Example: The Colorado Rockies posted a .330 BABIP at home and a .263 BABIP on the road in 2025, with similar splits throughout their history. The reason why is Coors Field, which inflated every hit type from 2023-2025: singles (116 park factor), doubles (119), triples (202), and homers (106). Coors also suppresses strikeouts (90), giving it a league-leading 113 park factor for scoring.
Minor League Baseball (MiLB) Stats
Definition: The stats that minor leaguers post at Triple-A, Double-A, and A-level ball. They mostly work the same way as MLB stats, except league averages vary. Notably, Triple-A has become an extremely offensive league in recent years, inflating offensive performance while making pitchers look less effective.
Why You Should Care: Prospects are potential sleepers on draft day, frequent waiver claims in-season, and the lifeblood of successful teams in keeper and dynasty formats. You need to know how to evaluate prospect performance to compete in modern fantasy baseball.
Example: Nolan McLean was great for the Mets down the stretch last season, and fantasy managers saw it coming if they looked at his MiLB stats. He threw 26 1/3 innings at Double-A with a 27.8 K%, 1.37 ERA, and 3.23 xFIP. McLean earned a promotion to Triple-A, where he threw 87 1/3 innings with a 27 K%, 2.78 ERA, and 3.90 xFIP in a hitter-friendly environment. He was ready.
Expected Stats (xStats)
Definition: Statcast's xStats quantify what batting average (xBA), slugging percentage (xSLG), and weighted on-base average (xwOBA) players deserve based on their exit velocities and launch angles. They factor luck and defense out of the equation.

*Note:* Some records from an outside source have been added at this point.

/// A sales invoice.
///
/// ## Invariant
/// `amount_paid + amount_due == total` at all times, with `amount_paid`
/// monotonically non-decreasing via receipts.
#[derive(Debug, Clone, Serialize, Deserialize, TS)]
#[ts(export)]
#[serde(rename_all = "camelCase")]
pub struct SalesInvoice {
    pub id: String,
    pub number: String,
    /// Present when derived from a delivery order.
    pub delivery_order_id: Option<String>,
    pub customer_id: String,
    pub order_type: OrderType,
    pub status: InvoiceStatus,
    pub items: Vec<LineItem>,
    #[ts(as = "String")]
    pub subtotal: Money,
    #[ts(as = "String")]
    pub discount: Money,
    #[ts(as = "String")]
    pub tax: Money,
    #[ts(as = "String")]
    pub total: Money,
    #[ts(as = "String")]
    pub amount_paid: Money,
    #[ts(as = "String")]
    pub amount_due: Money,
    #[ts(as = "Option<String>")]
    pub due_date: Option<DateTime<Utc>>,
    #[ts(as = "String")]
    pub created_at: DateTime<Utc>,
    #[ts(as = "String")]
    pub updated_at: DateTime<Utc>,
}

/// A customer receipt (payment).
///
/// Linked to one invoice, or unlinked ("payment on account") in which case
/// it reduces the customer balance directly.
#[derive(Debug, Clone, Serialize, Deserialize, TS)]
#[ts(export)]
#[serde(rename_all = "camelCase")]
pub struct CustomerReceipt {
    pub id: String,
    pub number: String,
    pub customer_id: String,
    pub invoice_id: Option<String>,
    /// Invariant: > 0.
    #[ts(as = "String")]
    pub amount: Money,
    pub method: PaymentMethod,
    /// External reference (check number, transfer id, ...).
    pub reference: Option<String>,
    #[ts(as = "String")]
    pub received_at: DateTime<Utc>,
}

/// A sales return against an invoice.
#[derive(Debug, Clone, Serialize, Deserialize, TS)]
#[ts(export)]
#[serde(rename_all = "camelCase")]
pub struct SalesReturn {
    pub id: String,
    pub number: String,
    pub invoice_id: String,
    pub customer_id: String,
    pub items: Vec<ReturnLine>,
    /// Invariant: ≤ the referenced invoice's total.
    #[ts(as = "String")]
    pub refund_amount: Money,
    pub reason: Option<String>,
    pub status: ReturnStatus,
    #[ts(as = "String")]
    pub created_at: DateTime<Utc>,
    #[ts(as = "String")]
    pub updated_at: DateTime<Utc>,
}

/// A purchase order to a supplier.
#[derive(Debug, Clone, Serialize, Deserialize, TS)]
#[ts(export)]
#[serde(rename_all = "camelCase")]
pub struct PurchaseOrder {
    pub id: String,
    pub number: String,
    pub supplier_id: String,
    pub status: PurchaseOrderStatus,
    pub items: Vec<PurchaseLine>,
    #[ts(as = "Option<String>")]
    pub expected_date: Option<DateTime<Utc>>,
    pub notes: Option<String>,
    #[ts(as = "String")]
    pub created_at: DateTime<Utc>,
    #[ts(as = "String")]
    pub updated_at: DateTime<Utc>,
}

impl PurchaseOrder {
    /// Σ quantity × unit cost over all lines.
    pub fn total(&self) -> Money {
        self.items
            .iter()
            .fold(Money::zero(), |acc, line| acc + line.line_total())
    }
}

// =============================================================================
// Draft Types (authoring payloads)
// =============================================================================
// Drafts deliberately carry NO id and NO document number: numbering is
// server-owned, and a client-invented number could collide.

/// Payload for creating a sales order.
#[derive(Debug, Clone, Serialize, Deserialize, TS)]
#[ts(export)]
#[serde(rename_all = "camelCase")]
pub struct SalesOrderDraft {
    pub customer_id: String,
    pub order_type: OrderType,
    pub items: Vec<LineItem>,
    pub notes: Option<String>,
}

/// Payload for creating a delivery order (derived or direct).
#[derive(Debug, Clone, Serialize, Deserialize, TS)]
#[ts(export)]
#[serde(rename_all = "camelCase")]
pub struct DeliveryOrderDraft {
    pub sales_order_id: Option<String>,
    pub customer_id: String,
    pub order_type: OrderType,
    pub items: Vec<LineItem>,
    pub notes: Option<String>,
}

/// Payload for creating an invoice (derived or standalone).
#[derive(Debug, Clone, Serialize, Deserialize, TS)]
#[ts(export)]
#[serde(rename_all = "camelCase")]
pub struct SalesInvoiceDraft {
    pub delivery_order_id: Option<String>,
    pub customer_id: String,
    pub order_type: OrderType,
    pub items: Vec<LineItem>,
    #[ts(as = "Option<String>")]
    pub due_date: Option<DateTime<Utc>>,
}

/// Payload for recording a customer receipt.
#[derive(Debug, Clone, Serialize, Deserialize, TS)]
#[ts(export)]
#[serde(rename_all = "camelCase")]
pub struct ReceiptDraft {
    pub customer_id: String,
    /// `None` = payment on account.
    pub invoice_id: Option<String>,
    #[ts(as = "String")]
    pub amount: Money,
    pub method: PaymentMethod,
    pub reference: Option<String>,
}

/// Payload for opening a sales return.
#[derive(Debug, Clone, Serialize, Deserialize, TS)]
#[ts(export)]
#[serde(rename_all = "camelCase")]
pub struct SalesReturnDraft {
    pub invoice_id: String,
    pub customer_id: String,
    pub items: Vec<ReturnLine>,
    #[ts(as = "String")]
    pub refund_amount: Money,
    pub reason: Option<String>,
}
impl MovementDraft {
    /// Validates the draft's quantity and reference for its kind.
    ///
    /// ## Rules
    /// - in/out: quantity strictly positive
    /// - adjustment: quantity non-zero (it carries its own sign)
    /// - reference must be present
    pub fn validate(&self) -> CoreResult<()> {
        match self.kind {
            MovementKind::In | MovementKind::Out => {
                validation::validate_quantity(self.quantity)?;
            }
            MovementKind::Adjustment => {
                validation::validate_adjustment_quantity(self.quantity)?;
            }
        }
        validation::validate_reference(&self.reference)?;
        Ok(())
    }
}

// =============================================================================
// Stock Conditions (derived alerts)
// =============================================================================

/// Derived stock alert level, recomputed on every read.
///
/// Ordering follows severity: `Out` sorts before `Critical` before `Low`.
#[derive(Debug, Clone, Copy, PartialEq, Eq, PartialOrd, Ord, Serialize, Deserialize, TS)]
#[ts(export)]
#[serde(rename_all = "lowercase")]
pub enum StockCondition {
    /// Nothing on hand.
    Out,
    /// Below half the reorder level.
    Critical,
    /// At or below the reorder level.
    Low,
    Normal,
}

/// Classifies a stock level against a product's reorder level.
///
/// ## Example
/// ```rust
/// use atlas_core::ledger::{stock_condition, StockCondition};
///
/// assert_eq!(stock_condition(0, 10), StockCondition::Out);
/// assert_eq!(stock_condition(4, 10), StockCondition::Critical);
/// assert_eq!(stock_condition(10, 10), StockCondition::Low);
/// assert_eq!(stock_condition(11, 10), StockCondition::Normal);
/// ```
pub fn stock_condition(current: i64, reorder_level: i64) -> StockCondition {
    if current <= 0 {
        // negative on-hand can occur when the API allows overselling
        StockCondition::Out
    } else if 2 * current < reorder_level {
        StockCondition::Critical
    } else if current <= reorder_level {
        StockCondition::Low
    } else {
        StockCondition::Normal
    }
}

/// One row of the low-stock report.
#[derive(Debug, Clone, Serialize, Deserialize, TS)]
#[ts(export)]
#[serde(rename_all = "camelCase")]
pub struct StockAlert {
    pub product_id: String,
    pub sku: String,
    pub current_stock: i64,
    pub reorder_level: i64,
    pub condition: StockCondition,
}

Why You Should Care: xStats help fantasy managers determine a player's true talent level, but they shouldn't be the end of your analysis. Fast players consistently outperform xBA thanks to their wheels, and some of the luck that differentiates expected stats can be controlled for. Look at xStats, but don't use them as a blind projection.
Example: Xavier Edwards hit .328 against an xBA of .252 in 2024, so savvy fantasy players knew he was bound to regress last season. His xBA largely repeated at .258, but his actual average of .283 was still higher. Edwards has 75th-percentile sprint speed (28.3 ft./sec), helping him beat his xBA but not by the 76-point differential he posted in 2024.
Conclusion
Advanced stats can do a lot more than what's listed above, but these concepts are more than enough to help you start using analytics to make smart fantasy baseball decisions. You'll see RotoBaller analysts using the metrics above regularly, so read some articles and get a feel for how to do your own analysis to dominate your 2026 fantasy leagues!